Dataset records:

━━━━━━

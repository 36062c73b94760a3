// SPDX-License-Identifier: Apache-2.0
// Copyright 2026 the survnet-core contributors
//
// Licensed under the Apache License, Version 2.0 (the "License");
// you may not use this file except in compliance with the License.
// You may obtain a copy of the License at
//
//     http://www.apache.org/licenses/LICENSE-2.0
//
// Unless required by applicable law or agreed to in writing, software
// distributed under the License is distributed on an "AS IS" BASIS,
// WITHOUT WARRANTIES OR CONDITIONS OF ANY KIND, either express or implied.
// See the License for the specific language governing permissions and
// limitations under the License.

//! Shot rows (`spec.md` §3 `Shot (raw)`, §4.2).

use crate::error::Error;

use super::format::{BacksightMode, FormatDescriptor, LrudItem, ShotItem};
use super::units::{self, InclinationReading};

const SENTINEL: f64 = -999.0;

/// Passage-wall distances at a station; a negative reading means "passage" /
/// not measured and is dropped to `None` (`spec.md` §4.2).
#[derive(Copy, Clone, PartialEq, Debug, Default)]
pub struct Lrud {
    pub left: Option<f64>,
    pub right: Option<f64>,
    pub up: Option<f64>,
    pub down: Option<f64>,
}

/// A shot's optional backsight reading, kept distinct from "backsight of
/// zero" per the Design Notes' present/absent guidance.
#[derive(Copy, Clone, PartialEq, Debug)]
pub enum Backsight {
    Absent,
    Present {
        azimuth2_deg: Option<f64>,
        inclination2_deg: Option<f64>,
    },
}

/// Per-shot flags, a subset of `{L, P, X, C}` (`spec.md` §4.5).
#[derive(Copy, Clone, PartialEq, Debug, Default)]
pub struct ShotFlags {
    /// `X`: excluded from the network entirely.
    pub exclude: bool,
    /// `L`: excluded from length statistics only.
    pub length_exclude: bool,
    /// `P`: flagged for the exporter to omit from plots.
    pub plot_omit: bool,
    /// `C`: not adjusted by the solver.
    pub closure_exclude: bool,
}

impl ShotFlags {
    fn parse(token: &str) -> Self {
        let mut flags = Self::default();
        let inner = token.trim_matches('#').trim_start_matches('|');
        for c in inner.chars() {
            match c {
                'X' => flags.exclude = true,
                'L' => flags.length_exclude = true,
                'P' => flags.plot_omit = true,
                'C' => flags.closure_exclude = true,
                _ if c.is_whitespace() => {}
                other => log::trace!("ignoring unrecognised shot flag '{other}'"),
            }
        }
        flags
    }
}

/// A raw shot as read from a survey file, before kernel conversion to a
/// Cartesian delta.
#[derive(Clone, PartialEq, Debug)]
pub struct Shot {
    pub from: String,
    pub to: String,
    pub length_ft: f64,
    /// `None` when the sentinel `-999` disables azimuth usage (vertical shot).
    pub azimuth_deg: Option<f64>,
    /// `None` when the sentinel `-999` is present in this position.
    pub inclination: Option<InclinationReading>,
    pub lrud: Lrud,
    pub backsight: Backsight,
    pub flags: ShotFlags,
    pub comment: Option<String>,
}

struct Token<'a> {
    text: &'a str,
    end: usize,
}

fn tokenize(line: &str) -> Vec<Token<'_>> {
    let bytes = line.as_bytes();
    let mut tokens = Vec::new();
    let mut i = 0usize;
    while i < bytes.len() {
        while i < bytes.len() && bytes[i].is_ascii_whitespace() {
            i += 1;
        }
        if i >= bytes.len() {
            break;
        }
        let start = i;
        while i < bytes.len() && !bytes[i].is_ascii_whitespace() {
            i += 1;
        }
        tokens.push(Token {
            text: &line[start..i],
            end: i,
        });
    }
    tokens
}

fn parse_field(token: &str, file: &str, survey: &str, index: usize) -> Result<f64, Error> {
    token.parse::<f64>().map_err(|_| Error::SurveyRow {
        file: file.to_string(),
        survey: survey.to_string(),
        index,
        message: format!("expected a number, found \"{token}\""),
    })
}

/// Parses one whitespace-separated shot row according to `format`.
///
/// Column layout: `from to` then, per `spec.md` §4.2, the shot-item order
/// (length/azimuth/inclination, 3 columns) followed by the LRUD order (4
/// columns); then 2 more columns (`azimuth2`, `inclination2`) if the format
/// declares a redundant backsight; then an optional `#|<chars>#` flag token;
/// anything left on the line is the comment.
pub fn parse_shot_row(
    line: &str,
    format: &FormatDescriptor,
    file: &str,
    survey: &str,
    index: usize,
) -> Result<Shot, Error> {
    let tokens = tokenize(line);

    let has_backsight = format.backsight_mode == BacksightMode::Redundant;
    let required = 2 + 3 + 4 + if has_backsight { 2 } else { 0 };

    if tokens.len() < required {
        return Err(Error::SurveyRow {
            file: file.to_string(),
            survey: survey.to_string(),
            index,
            message: format!(
                "shot row has {} column(s), expected at least {required}",
                tokens.len()
            ),
        });
    }

    let from = tokens[0].text.to_string();
    let to = tokens[1].text.to_string();

    let mut cursor = 2;
    let mut length_raw = None;
    let mut azimuth_raw = None;
    let mut inclination_raw = None;
    for item in &format.shot_item_order {
        let value = parse_field(tokens[cursor].text, file, survey, index)?;
        match item {
            ShotItem::Length => length_raw = Some(value),
            ShotItem::Azimuth => azimuth_raw = Some(value),
            ShotItem::Inclination => inclination_raw = Some(value),
        }
        cursor += 1;
    }
    let length_raw = length_raw.expect("shot_item_order always includes Length");
    let azimuth_raw = azimuth_raw.expect("shot_item_order always includes Azimuth");
    let inclination_raw = inclination_raw.expect("shot_item_order always includes Inclination");

    let mut lrud = Lrud::default();
    for item in &format.lrud_order {
        let value = parse_field(tokens[cursor].text, file, survey, index)?;
        let reading = if value < 0.0 {
            None
        } else {
            Some(units::distance_to_feet(value, format.passage_unit))
        };
        match item {
            LrudItem::Left => lrud.left = reading,
            LrudItem::Right => lrud.right = reading,
            LrudItem::Up => lrud.up = reading,
            LrudItem::Down => lrud.down = reading,
        }
        cursor += 1;
    }

    let backsight = if has_backsight {
        let az2_raw = parse_field(tokens[cursor].text, file, survey, index)?;
        cursor += 1;
        let inc2_raw = parse_field(tokens[cursor].text, file, survey, index)?;
        cursor += 1;

        let azimuth2_deg = if az2_raw == SENTINEL {
            None
        } else {
            Some(units::bearing_to_degrees(az2_raw, format.bearing_unit))
        };
        let inclination2_deg = if inc2_raw == SENTINEL {
            None
        } else {
            match units::inclination_to_reading(inc2_raw, format.inclination_unit) {
                InclinationReading::Degrees(d) => Some(d),
                InclinationReading::DepthDelta(d) => Some(d),
            }
        };
        Backsight::Present {
            azimuth2_deg,
            inclination2_deg,
        }
    } else {
        Backsight::Absent
    };

    let mut flags = ShotFlags::default();
    if let Some(token) = tokens.get(cursor) {
        if token.text.starts_with('#') {
            flags = ShotFlags::parse(token.text);
            cursor += 1;
        }
    }

    let comment = tokens.get(cursor).map(|t| line[t.end - t.text.len()..].trim().to_string());
    let comment = comment.filter(|s| !s.is_empty());

    let length_ft = units::distance_to_feet(length_raw, format.length_unit);
    let azimuth_deg = if azimuth_raw == SENTINEL {
        None
    } else {
        Some(units::bearing_to_degrees(azimuth_raw, format.bearing_unit))
    };
    let inclination = if inclination_raw == SENTINEL {
        None
    } else {
        Some(units::inclination_to_reading(inclination_raw, format.inclination_unit))
    };

    Ok(Shot {
        from,
        to,
        length_ft,
        azimuth_deg,
        inclination,
        lrud,
        backsight,
        flags,
        comment,
    })
}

━━━━━━

Directions for this task: Output the listing above word for word, from the opening line through the line that contains "fn parse(token: &str)", and leave out everything after it.

Solution to this exercise:
repository 36062c73b94760a3
// SPDX-License-Identifier: Apache-2.0
// Copyright 2026 the survnet-core contributors
//
// Licensed under the Apache License, Version 2.0 (the "License");
// you may not use this file except in compliance with the License.
// You may obtain a copy of the License at
//
//     http://www.apache.org/licenses/LICENSE-2.0
//
// Unless required by applicable law or agreed to in writing, software
// distributed under the License is distributed on an "AS IS" BASIS,
// WITHOUT WARRANTIES OR CONDITIONS OF ANY KIND, either express or implied.
// See the License for the specific language governing permissions and
// limitations under the License.

//! Shot rows (`spec.md` §3 `Shot (raw)`, §4.2).

use crate::error::Error;

use super::format::{BacksightMode, FormatDescriptor, LrudItem, ShotItem};
use super::units::{self, InclinationReading};

const SENTINEL: f64 = -999.0;

/// Passage-wall distances at a station; a negative reading means "passage" /
/// not measured and is dropped to `None` (`spec.md` §4.2).
#[derive(Copy, Clone, PartialEq, Debug, Default)]
pub struct Lrud {
    pub left: Option<f64>,
    pub right: Option<f64>,
    pub up: Option<f64>,
    pub down: Option<f64>,
}

/// A shot's optional backsight reading, kept distinct from "backsight of
/// zero" per the Design Notes' present/absent guidance.
#[derive(Copy, Clone, PartialEq, Debug)]
pub enum Backsight {
    Absent,
    Present {
        azimuth2_deg: Option<f64>,
        inclination2_deg: Option<f64>,
    },
}

/// Per-shot flags, a subset of `{L, P, X, C}` (`spec.md` §4.5).
#[derive(Copy, Clone, PartialEq, Debug, Default)]
pub struct ShotFlags {
    /// `X`: excluded from the network entirely.
    pub exclude: bool,
    /// `L`: excluded from length statistics only.
    pub length_exclude: bool,
    /// `P`: flagged for the exporter to omit from plots.
    pub plot_omit: bool,
    /// `C`: not adjusted by the solver.
    pub closure_exclude: bool,
}

impl ShotFlags {
    fn parse(token: &str) -> Self {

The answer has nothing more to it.